## INPUT FOR THIS TASK:
== Segment start ==

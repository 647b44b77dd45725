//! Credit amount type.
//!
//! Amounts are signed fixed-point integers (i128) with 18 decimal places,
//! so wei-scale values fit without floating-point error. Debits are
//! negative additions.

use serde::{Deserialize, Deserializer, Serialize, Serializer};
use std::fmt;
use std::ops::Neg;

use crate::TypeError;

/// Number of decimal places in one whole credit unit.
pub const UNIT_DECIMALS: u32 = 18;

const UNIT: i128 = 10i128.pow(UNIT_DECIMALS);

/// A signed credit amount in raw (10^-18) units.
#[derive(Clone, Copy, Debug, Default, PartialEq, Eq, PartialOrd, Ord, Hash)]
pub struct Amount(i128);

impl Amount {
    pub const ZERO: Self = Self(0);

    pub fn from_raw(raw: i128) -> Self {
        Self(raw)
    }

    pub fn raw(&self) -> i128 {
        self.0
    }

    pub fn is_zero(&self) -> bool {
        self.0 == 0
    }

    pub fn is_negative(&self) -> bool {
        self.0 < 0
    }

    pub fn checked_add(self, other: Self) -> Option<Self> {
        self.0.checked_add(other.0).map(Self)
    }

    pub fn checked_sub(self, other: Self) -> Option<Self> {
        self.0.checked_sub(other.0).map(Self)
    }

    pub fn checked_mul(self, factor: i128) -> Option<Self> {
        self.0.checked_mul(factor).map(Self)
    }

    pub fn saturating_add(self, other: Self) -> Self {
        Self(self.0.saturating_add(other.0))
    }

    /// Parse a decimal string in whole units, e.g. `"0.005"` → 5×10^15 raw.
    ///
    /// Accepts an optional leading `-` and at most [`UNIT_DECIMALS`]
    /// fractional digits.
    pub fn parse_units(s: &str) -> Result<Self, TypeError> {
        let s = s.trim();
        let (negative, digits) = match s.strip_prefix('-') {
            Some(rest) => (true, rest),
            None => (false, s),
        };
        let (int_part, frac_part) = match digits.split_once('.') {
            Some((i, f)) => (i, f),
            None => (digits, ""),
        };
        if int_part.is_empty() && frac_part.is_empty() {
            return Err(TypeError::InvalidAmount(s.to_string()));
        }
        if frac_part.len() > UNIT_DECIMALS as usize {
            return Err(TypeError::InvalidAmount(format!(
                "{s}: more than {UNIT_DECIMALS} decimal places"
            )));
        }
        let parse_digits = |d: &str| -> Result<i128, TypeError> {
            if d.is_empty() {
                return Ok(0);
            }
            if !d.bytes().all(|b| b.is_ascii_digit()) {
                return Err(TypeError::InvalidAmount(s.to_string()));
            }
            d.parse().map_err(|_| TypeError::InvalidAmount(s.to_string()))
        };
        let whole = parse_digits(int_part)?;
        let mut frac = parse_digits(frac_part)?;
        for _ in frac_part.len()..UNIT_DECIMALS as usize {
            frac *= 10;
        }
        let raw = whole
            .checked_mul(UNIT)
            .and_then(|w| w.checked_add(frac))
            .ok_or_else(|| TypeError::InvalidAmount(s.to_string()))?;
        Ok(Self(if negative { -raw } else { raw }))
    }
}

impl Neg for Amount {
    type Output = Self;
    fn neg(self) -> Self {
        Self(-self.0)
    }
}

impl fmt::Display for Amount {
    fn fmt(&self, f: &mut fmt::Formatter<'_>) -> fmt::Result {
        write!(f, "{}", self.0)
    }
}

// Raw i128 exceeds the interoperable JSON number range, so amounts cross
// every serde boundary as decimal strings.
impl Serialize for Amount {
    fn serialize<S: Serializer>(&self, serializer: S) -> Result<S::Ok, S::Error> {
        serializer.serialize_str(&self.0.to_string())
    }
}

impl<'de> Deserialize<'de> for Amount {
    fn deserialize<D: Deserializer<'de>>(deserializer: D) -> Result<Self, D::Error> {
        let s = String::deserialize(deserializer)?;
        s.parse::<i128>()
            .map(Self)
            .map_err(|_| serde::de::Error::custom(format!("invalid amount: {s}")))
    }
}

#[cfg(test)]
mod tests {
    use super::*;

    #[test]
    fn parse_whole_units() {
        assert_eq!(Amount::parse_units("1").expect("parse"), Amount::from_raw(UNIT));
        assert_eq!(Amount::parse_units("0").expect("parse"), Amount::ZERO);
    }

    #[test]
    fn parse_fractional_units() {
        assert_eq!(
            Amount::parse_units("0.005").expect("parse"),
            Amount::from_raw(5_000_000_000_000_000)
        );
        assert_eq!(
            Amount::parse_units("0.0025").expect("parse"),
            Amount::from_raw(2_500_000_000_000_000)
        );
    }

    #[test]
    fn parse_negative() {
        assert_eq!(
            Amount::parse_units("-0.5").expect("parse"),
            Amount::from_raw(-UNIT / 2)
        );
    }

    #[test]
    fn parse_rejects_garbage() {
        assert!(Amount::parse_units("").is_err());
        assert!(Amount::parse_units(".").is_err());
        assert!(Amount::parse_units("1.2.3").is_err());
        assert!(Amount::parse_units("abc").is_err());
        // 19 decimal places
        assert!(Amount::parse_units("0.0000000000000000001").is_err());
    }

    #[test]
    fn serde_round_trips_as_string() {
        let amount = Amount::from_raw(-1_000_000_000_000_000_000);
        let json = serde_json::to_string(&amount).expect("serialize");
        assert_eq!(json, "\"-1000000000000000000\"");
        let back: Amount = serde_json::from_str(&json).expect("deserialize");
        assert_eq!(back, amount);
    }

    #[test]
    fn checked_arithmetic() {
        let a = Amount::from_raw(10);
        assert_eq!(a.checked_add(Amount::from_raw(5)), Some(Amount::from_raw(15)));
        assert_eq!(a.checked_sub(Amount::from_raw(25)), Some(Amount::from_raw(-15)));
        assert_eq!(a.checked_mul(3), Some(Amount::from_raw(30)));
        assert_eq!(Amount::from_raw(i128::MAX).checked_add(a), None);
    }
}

== Segment end ==

## YOUR TASK:
Once more, write out all the data exactly.

## TASK RESULT:
repository 647b44b77dd45725
//! Credit amount type.
//!
//! Amounts are signed fixed-point integers (i128) with 18 decimal places,
//! so wei-scale values fit without floating-point error. Debits are
//! negative additions.

use serde::{Deserialize, Deserializer, Serialize, Serializer};
use std::fmt;
use std::ops::Neg;

use crate::TypeError;

/// Number of decimal places in one whole credit unit.
pub const UNIT_DECIMALS: u32 = 18;

const UNIT: i128 = 10i128.pow(UNIT_DECIMALS);

/// A signed credit amount in raw (10^-18) units.
#[derive(Clone, Copy, Debug, Default, PartialEq, Eq, PartialOrd, Ord, Hash)]
pub struct Amount(i128);

impl Amount {
    pub const ZERO: Self = Self(0);

    pub fn from_raw(raw: i128) -> Self {
        Self(raw)
    }

    pub fn raw(&self) -> i128 {
        self.0
    }

    pub fn is_zero(&self) -> bool {
        self.0 == 0
    }

    pub fn is_negative(&self) -> bool {
        self.0 < 0
    }

    pub fn checked_add(self, other: Self) -> Option<Self> {
        self.0.checked_add(other.0).map(Self)
    }

    pub fn checked_sub(self, other: Self) -> Option<Self> {
        self.0.checked_sub(other.0).map(Self)
    }

    pub fn checked_mul(self, factor: i128) -> Option<Self> {
        self.0.checked_mul(factor).map(Self)
    }

    pub fn saturating_add(self, other: Self) -> Self {
        Self(self.0.saturating_add(other.0))
    }

    /// Parse a decimal string in whole units, e.g. `"0.005"` → 5×10^15 raw.
    ///
    /// Accepts an optional leading `-` and at most [`UNIT_DECIMALS`]
    /// fractional digits.
    pub fn parse_units(s: &str) -> Result<Self, TypeError> {
        let s = s.trim();
        let (negative, digits) = match s.strip_prefix('-') {
            Some(rest) => (true, rest),
            None => (false, s),
        };
        let (int_part, frac_part) = match digits.split_once('.') {
            Some((i, f)) => (i, f),
            None => (digits, ""),
        };
        if int_part.is_empty() && frac_part.is_empty() {
            return Err(TypeError::InvalidAmount(s.to_string()));
        }
        if frac_part.len() > UNIT_DECIMALS as usize {
            return Err(TypeError::InvalidAmount(format!(
                "{s}: more than {UNIT_DECIMALS} decimal places"
            )));
        }
        let parse_digits = |d: &str| -> Result<i128, TypeError> {
            if d.is_empty() {
                return Ok(0);
            }
            if !d.bytes().all(|b| b.is_ascii_digit()) {
                return Err(TypeError::InvalidAmount(s.to_string()));
            }
            d.parse().map_err(|_| TypeError::InvalidAmount(s.to_string()))
        };
        let whole = parse_digits(int_part)?;
        let mut frac = parse_digits(frac_part)?;
        for _ in frac_part.len()..UNIT_DECIMALS as usize {
            frac *= 10;
        }
        let raw = whole
            .checked_mul(UNIT)
            .and_then(|w| w.checked_add(frac))
            .ok_or_else(|| TypeError::InvalidAmount(s.to_string()))?;
        Ok(Self(if negative { -raw } else { raw }))
    }
}

impl Neg for Amount {
    type Output = Self;
    fn neg(self) -> Self {
        Self(-self.0)
    }
}

impl fmt::Display for Amount {
    fn fmt(&self, f: &mut fmt::Formatter<'_>) -> fmt::Result {
        write!(f, "{}", self.0)
    }
}

// Raw i128 exceeds the interoperable JSON number range, so amounts cross
// every serde boundary as decimal strings.
impl Serialize for Amount {
    fn serialize<S: Serializer>(&self, serializer: S) -> Result<S::Ok, S::Error> {
        serializer.serialize_str(&self.0.to_string())
    }
}

impl<'de> Deserialize<'de> for Amount {
    fn deserialize<D: Deserializer<'de>>(deserializer: D) -> Result<Self, D::Error> {
        let s = String::deserialize(deserializer)?;
        s.parse::<i128>()
            .map(Self)
            .map_err(|_| serde::de::Error::custom(format!("invalid amount: {s}")))
    }
}

#[cfg(test)]
mod tests {
    use super::*;

    #[test]
    fn parse_whole_units() {
        assert_eq!(Amount::parse_units("1").expect("parse"), Amount::from_raw(UNIT));
        assert_eq!(Amount::parse_units("0").expect("parse"), Amount::ZERO);
    }

    #[test]
    fn parse_fractional_units() {
        assert_eq!(
            Amount::parse_units("0.005").expect("parse"),
            Amount::from_raw(5_000_000_000_000_000)
        );
        assert_eq!(
            Amount::parse_units("0.0025").expect("parse"),
            Amount::from_raw(2_500_000_000_000_000)
        );
    }

    #[test]
    fn parse_negative() {
        assert_eq!(
            Amount::parse_units("-0.5").expect("parse"),
            Amount::from_raw(-UNIT / 2)
        );
    }

    #[test]
    fn parse_rejects_garbage() {
        assert!(Amount::parse_units("").is_err());
        assert!(Amount::parse_units(".").is_err());
        assert!(Amount::parse_units("1.2.3").is_err());
        assert!(Amount::parse_units("abc").is_err());
        // 19 decimal places
        assert!(Amount::parse_units("0.0000000000000000001").is_err());
    }

    #[test]
    fn serde_round_trips_as_string() {
        let amount = Amount::from_raw(-1_000_000_000_000_000_000);
        let json = serde_json::to_string(&amount).expect("serialize");
        assert_eq!(json, "\"-1000000000000000000\"");
        let back: Amount = serde_json::from_str(&json).expect("deserialize");
        assert_eq!(back, amount);
    }

    #[test]
    fn checked_arithmetic() {
        let a = Amount::from_raw(10);
        assert_eq!(a.checked_add(Amount::from_raw(5)), Some(Amount::from_raw(15)));
        assert_eq!(a.checked_sub(Amount::from_raw(25)), Some(Amount::from_raw(-15)));
        assert_eq!(a.checked_mul(3), Some(Amount::from_raw(30)));
        assert_eq!(Amount::from_raw(i128::MAX).checked_add(a), None);
    }
}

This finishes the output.